Suicide Motor Club by Christopher Buehlman

Vampires. Ugh. So tired, so overdone. So sparkly or friendly or stilted or cleanly sexed-up for the CW. You never want to read another vampire novel as long as you live, amirite?

Well, you’re gonna want to read this one.

With his fifth novel, The Suicide Motor Club, St. Pete’s own Christopher Buehlman — a World Fantasy Award-nominated wordsmith whose first foray into vampire territory, 2014’s The Lesser Dead, earned a Shirley Jackson Award nom — breathes new, er, undeath into one of horror’s oldest bogeys.
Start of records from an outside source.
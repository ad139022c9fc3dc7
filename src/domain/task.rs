//! Task domain model
//!
//! Tasks move through a closed set of lifecycle states. Only `todo` and `wip`
//! tasks take part in ordering; leaving those states drops the order key.

use std::fmt;
use std::str::FromStr;

use chrono::{DateTime, Utc};
use serde::{Deserialize, Deserializer, Serialize};
use thiserror::Error;

use super::id::TaskId;
use crate::order::OrderKey;

#[derive(Debug, Error, PartialEq)]
pub enum StatusError {
    #[error("Invalid status '{0}'. Allowed: todo, wip, done, pending, long, closed")]
    Unknown(String),

    #[error("Invalid review status '{0}'. Allowed: todo, wip, checking, closed, done, pending")]
    UnknownReview(String),
}

/// Status of a task
#[derive(Debug, Clone, Copy, PartialEq, Eq, Hash, Serialize, Deserialize, Default)]
#[serde(rename_all = "snake_case")]
pub enum TaskStatus {
    #[default]
    Todo,
    /// Work in progress
    Wip,
    Done,
    /// Waiting on something outside the task
    Pending,
    /// Long-running, parked outside the working order
    Long,
    Closed,
}

impl TaskStatus {
    /// Every status, in lifecycle order
    pub const ALL: [TaskStatus; 6] = [
        TaskStatus::Todo,
        TaskStatus::Wip,
        TaskStatus::Done,
        TaskStatus::Pending,
        TaskStatus::Long,
        TaskStatus::Closed,
    ];

    /// Returns true if tasks in this status carry an order key
    pub fn is_ordered(&self) -> bool {
        matches!(self, TaskStatus::Todo | TaskStatus::Wip)
    }

    /// Returns true if this status ends the task's life
    pub fn is_finished(&self) -> bool {
        matches!(self, TaskStatus::Done | TaskStatus::Closed)
    }

    /// Returns true if the task still needs attention at some point
    pub fn is_open(&self) -> bool {
        !self.is_finished()
    }

    pub fn as_str(&self) -> &'static str {
        match self {
            TaskStatus::Todo => "todo",
            TaskStatus::Wip => "wip",
            TaskStatus::Done => "done",
            TaskStatus::Pending => "pending",
            TaskStatus::Long => "long",
            TaskStatus::Closed => "closed",
        }
    }
}

impl fmt::Display for TaskStatus {
    fn fmt(&self, f: &mut fmt::Formatter<'_>) -> fmt::Result {
        f.write_str(self.as_str())
    }
}

impl FromStr for TaskStatus {
    type Err = StatusError;

    fn from_str(s: &str) -> Result<Self, Self::Err> {
        let s = s.trim();
        TaskStatus::ALL
            .into_iter()
            .find(|status| status.as_str() == s)
            .ok_or_else(|| StatusError::Unknown(s.to_string()))
    }
}

/// A timestamped note appended to a task
#[derive(Debug, Clone, PartialEq, Serialize, Deserialize)]
pub struct TaskBody {
    pub text: String,
    pub created_at: DateTime<Utc>,
}

impl TaskBody {
    pub fn new(text: impl Into<String>) -> Self {
        Self {
            text: text.into(),
            created_at: Utc::now(),
        }
    }
}

/// Files a task works on
#[derive(Debug, Clone, Default, PartialEq, Serialize, Deserialize)]
pub struct TaskFiles {
    /// Files read for context
    #[serde(default)]
    pub read: Vec<String>,

    /// Files being edited
    #[serde(default)]
    pub edit: Vec<String>,
}

impl TaskFiles {
    /// Adds a file to read, returning false if already listed
    pub fn add_read(&mut self, path: impl Into<String>) -> bool {
        push_unique(&mut self.read, path.into())
    }

    /// Adds a file to edit, returning false if already listed
    pub fn add_edit(&mut self, path: impl Into<String>) -> bool {
        push_unique(&mut self.edit, path.into())
    }

    /// Removes a file from the edit list, returning true if it was there
    pub fn remove_edit(&mut self, path: &str) -> bool {
        let len_before = self.edit.len();
        self.edit.retain(|p| p != path);
        self.edit.len() != len_before
    }

    pub fn is_empty(&self) -> bool {
        self.read.is_empty() && self.edit.is_empty()
    }
}

fn push_unique(list: &mut Vec<String>, path: String) -> bool {
    if list.contains(&path) {
        false
    } else {
        list.push(path);
        true
    }
}

/// Reads a stored order, treating `null` and `""` alike as no order
fn deserialize_order<'de, D>(deserializer: D) -> Result<Option<OrderKey>, D::Error>
where
    D: Deserializer<'de>,
{
    let raw = Option::<String>::deserialize(deserializer)?;
    OrderKey::parse_optional(raw.as_deref()).map_err(serde::de::Error::custom)
}

/// A task
#[derive(Debug, Clone, PartialEq, Serialize, Deserialize)]
pub struct Task {
    /// Unique identifier
    pub id: TaskId,

    /// Current status
    pub status: TaskStatus,

    /// One-line description
    pub summary: String,

    #[serde(default, skip_serializing_if = "Option::is_none")]
    pub priority: Option<String>,

    /// What "done" looks like
    #[serde(default, skip_serializing_if = "Option::is_none")]
    pub goal: Option<String>,

    /// Release the task ships in (`tbd` until known)
    #[serde(default, skip_serializing_if = "Option::is_none")]
    pub version: Option<String>,

    /// Notes, oldest first
    #[serde(default)]
    pub bodies: Vec<TaskBody>,

    #[serde(default)]
    pub files: TaskFiles,

    /// Position in the working order; only set while the status is ordered
    #[serde(default, deserialize_with = "deserialize_order")]
    pub order: Option<OrderKey>,

    /// When the task was created
    pub created_at: DateTime<Utc>,

    /// When the task was last updated
    pub updated_at: DateTime<Utc>,
}

impl Task {
    /// Creates a new `todo` task with the given ID and summary
    pub fn new(id: TaskId, summary: impl Into<String>) -> Self {
        let now = Utc::now();
        Self {
            id,
            status: TaskStatus::Todo,
            summary: summary.into(),
            priority: None,
            goal: None,
            version: None,
            bodies: Vec::new(),
            files: TaskFiles::default(),
            order: None,
            created_at: now,
            updated_at: now,
        }
    }

    /// Marks the task as modified now
    pub fn touch(&mut self) {
        self.updated_at = Utc::now();
    }

    /// Changes the status, dropping the order key when leaving the ordered states
    pub fn set_status(&mut self, status: TaskStatus) {
        self.status = status;
        self.clear_ineligible_order();
        self.touch();
    }

    /// Sets or clears the order key
    ///
    /// The key is kept only while the status is ordered; see
    /// [`clear_ineligible_order`](Self::clear_ineligible_order).
    pub fn set_order(&mut self, order: Option<OrderKey>) {
        self.order = order;
        self.touch();
    }

    /// Clears the order key if the status does not take part in ordering
    ///
    /// Returns true if a key was removed.
    pub fn clear_ineligible_order(&mut self) -> bool {
        if !self.status.is_ordered() && self.order.is_some() {
            self.order = None;
            true
        } else {
            false
        }
    }

    pub fn set_priority(&mut self, priority: impl Into<String>) {
        self.priority = Some(priority.into());
        self.touch();
    }

    pub fn set_goal(&mut self, goal: impl Into<String>) {
        self.goal = Some(goal.into());
        self.touch();
    }

    pub fn set_version(&mut self, version: impl Into<String>) {
        self.version = Some(version.into());
        self.touch();
    }

    /// Appends a note
    pub fn add_body(&mut self, text: impl Into<String>) {
        self.bodies.push(TaskBody::new(text));
        self.touch();
    }

    /// Returns the most recent note
    pub fn latest_body(&self) -> Option<&TaskBody> {
        self.bodies.last()
    }

    pub fn add_edit_file(&mut self, path: impl Into<String>) {
        if self.files.add_edit(path) {
            self.touch();
        }
    }

    pub fn remove_edit_file(&mut self, path: &str) {
        if self.files.remove_edit(path) {
            self.touch();
        }
    }

    pub fn add_read_file(&mut self, path: impl Into<String>) {
        if self.files.add_read(path) {
            self.touch();
        }
    }
}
It’s a book as thrilling and dangerous as the classic muscle cars that form the central motif of its story, their amoral power and potential for mayhem an apt reflection of Buehlman’s monsters.

While on a road-trip vacation across the wide open spaces of the mid-’60s American West, Judith Lamb loses both her young son and her marriage to a horrifying random encounter. In its aftermath — and as her attackers continue their chaotic spree along the highways and backroads — Judith, whose life has always included tenuous relationships with both religion and the paranormal, attempts to find meaning in her circumstances by joining a convent. A stranger soon visits, however, to offer her not only that meaning and a chance at closure for her own personal tragedy, but also an opportunity to do God’s work by helping to rid the world of a secret evil.

And so Judith throws in with a unique yet nicely Stoker-esque band of Fearless Vampire Hunters, setting herself on a collision course with the forces that ripped her life apart and wondering if what she truly seeks is righteousness or revenge.